How do the records below read from their first line through the line containing "pub fn from_env(verbose: bool)"? Write those lines out exactly.

_____

use anyhow::Context;
use serde::{Deserialize, Serialize};
use std::env;
use std::fs;
use std::path::PathBuf;

/// One MCP server to spawn: a name plus its launch command line.
#[derive(Debug, Clone, Deserialize, Serialize)]
pub struct ServerLaunch {
    pub name: String,
    pub command: String,
    #[serde(default)]
    pub args: Vec<String>,
}

impl ServerLaunch {
    pub fn new(name: &str, command: &str, args: &[&str]) -> Self {
        Self {
            name: name.to_string(),
            command: command.to_string(),
            args: args.iter().map(|s| s.to_string()).collect(),
        }
    }
}

pub struct Config {
    /// Absent when only the registry builder runs; agent runs require it.
    pub api_key: Option<String>,
    pub api_endpoint: String,
    pub model: String,
    pub verbose: bool,
    pub registry_root: PathBuf,
    pub servers: Vec<ServerLaunch>,
}

#[derive(Debug, Clone, Default, Deserialize, Serialize)]
pub struct FileConfig {
    #[serde(default)]
    pub model: Option<String>,
    #[serde(default)]
    pub registry_root: Option<String>,
    #[serde(default)]
    pub servers: Option<Vec<ServerLaunch>>,
}

impl Config {
    pub fn from_env(verbose: bool) -> Result<Self, String> {
        let file_config = FileConfig::load().map_err(|e| format!("{:#}", e))?;

        let api_key = env::var("OPENAI_API_KEY").ok();

        // Endpoint: env var > default. Accept either a bare base URL or one
        // already pointing at /chat/completions.
        let api_endpoint = env::var("OPENAI_API_BASE")
            .ok()
            .map(|endpoint| {
                if endpoint.ends_with("/chat/completions") {
                    endpoint
                } else if endpoint.ends_with("/v1") {
                    format!("{}/chat/completions", endpoint)
                } else if endpoint.ends_with("/v1/") {
                    format!("{}chat/completions", endpoint)
                } else {
                    format!("{}/v1/chat/completions", endpoint.trim_end_matches('/'))
                }
            })
            .unwrap_or_else(|| "https://api.openai.com/v1/chat/completions".to_string());

        let model = env::var("MCPBENCH_MODEL")
            .ok()
            .or(file_config.model.clone())
            .unwrap_or_else(|| "gpt-4o-mini".to_string());

        let verbose = verbose
            || env::var("MCPBENCH_VERBOSE")
                .map(|v| matches!(v.to_lowercase().as_str(), "true" | "1" | "yes"))
                .unwrap_or(false);

        let registry_root = file_config
            .registry_root
            .clone()
            .map(PathBuf::from)
            .unwrap_or_else(|| PathBuf::from("./servers"));

        let servers = file_config.servers.unwrap_or_else(default_servers);

        Ok(Config {
            api_key,
            api_endpoint,
            model,
            verbose,
            registry_root,
            servers,
        })
    }

    /// The API key, or the error agent runs report when it is missing.
    pub fn require_api_key(&self) -> Result<&str, String> {
        self.api_key
            .as_deref()
            .ok_or_else(|| "OPENAI_API_KEY environment variable not set".to_string())
    }
}

/// Mirrors the stock server set the benchmark was designed around.
pub fn default_servers() -> Vec<ServerLaunch> {
    let cwd = env::current_dir().unwrap_or_else(|_| PathBuf::from("."));
    let parent = cwd
        .parent()
        .map(|p| p.to_path_buf())
        .unwrap_or_else(|| cwd.clone());
    let parent = parent.to_string_lossy().to_string();

    vec![
        ServerLaunch::new("time", "uvx", &["mcp-server-time"]),
        ServerLaunch::new(
            "sqlite",
            "uvx",
            &["mcp-server-sqlite", "--db-path", "temp_schema.db"],
        ),
        ServerLaunch::new("git", "uvx", &["mcp-server-git", "--repository", &parent]),
        ServerLaunch::new(
            "github",
            "npx",
            &["-y", "@modelcontextprotocol/server-github"],
        ),
        ServerLaunch::new(
            "filesystem",
            "npx",
            &["-y", "@modelcontextprotocol/server-filesystem", &parent],
        ),
    ]
}

impl FileConfig {
    pub fn load() -> anyhow::Result<Self> {
        for path in Self::config_paths() {
            if path.exists() {
                let contents = fs::read_to_string(&path)
                    .with_context(|| format!("Failed to read config file: {}", path.display()))?;
                let config: FileConfig = serde_yaml::from_str(&contents).with_context(|| {
                    format!("Failed to parse YAML config file: {}", path.display())
                })?;
                return Ok(config);
            }
        }
        Ok(FileConfig::default())
    }

    pub fn config_paths() -> Vec<PathBuf> {
        let mut paths = vec![
            PathBuf::from(".mcpbench.yaml"),
            PathBuf::from(".mcpbench.yml"),
        ];
        if let Some(config_dir) = dirs::config_dir() {
            paths.push(config_dir.join("mcpbench").join("config.yaml"));
        }
        paths
    }
}

#[cfg(test)]
mod tests {
    use super::*;

    #[test]
    fn default_server_set_matches_benchmark() {
        let servers = default_servers();
        let names: Vec<&str> = servers.iter().map(|s| s.name.as_str()).collect();
        assert_eq!(names, ["time", "sqlite", "git", "github", "filesystem"]);
    }

    #[test]
    fn file_config_parses_server_list() {
        let yaml = r#"
model: gpt-4o
registry_root: ./registry
servers:
  - name: time
    command: uvx
    args: [mcp-server-time]
"#;
        let config: FileConfig = serde_yaml::from_str(yaml).unwrap();
        assert_eq!(config.model.as_deref(), Some("gpt-4o"));
        let servers = config.servers.unwrap();
        assert_eq!(servers.len(), 1);
        assert_eq!(servers[0].command, "uvx");
    }
}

_____

> **Exercise solution**
use anyhow::Context;
use serde::{Deserialize, Serialize};
use std::env;
use std::fs;
use std::path::PathBuf;

/// One MCP server to spawn: a name plus its launch command line.
#[derive(Debug, Clone, Deserialize, Serialize)]
pub struct ServerLaunch {
    pub name: String,
    pub command: String,
    #[serde(default)]
    pub args: Vec<String>,
}

impl ServerLaunch {
    pub fn new(name: &str, command: &str, args: &[&str]) -> Self {
        Self {
            name: name.to_string(),
            command: command.to_string(),
            args: args.iter().map(|s| s.to_string()).collect(),
        }
    }
}

pub struct Config {
    /// Absent when only the registry builder runs; agent runs require it.
    pub api_key: Option<String>,
    pub api_endpoint: String,
    pub model: String,
    pub verbose: bool,
    pub registry_root: PathBuf,
    pub servers: Vec<ServerLaunch>,
}

#[derive(Debug, Clone, Default, Deserialize, Serialize)]
pub struct FileConfig {
    #[serde(default)]
    pub model: Option<String>,
    #[serde(default)]
    pub registry_root: Option<String>,
    #[serde(default)]
    pub servers: Option<Vec<ServerLaunch>>,
}

impl Config {
    pub fn from_env(verbose: bool) -> Result<Self, String> {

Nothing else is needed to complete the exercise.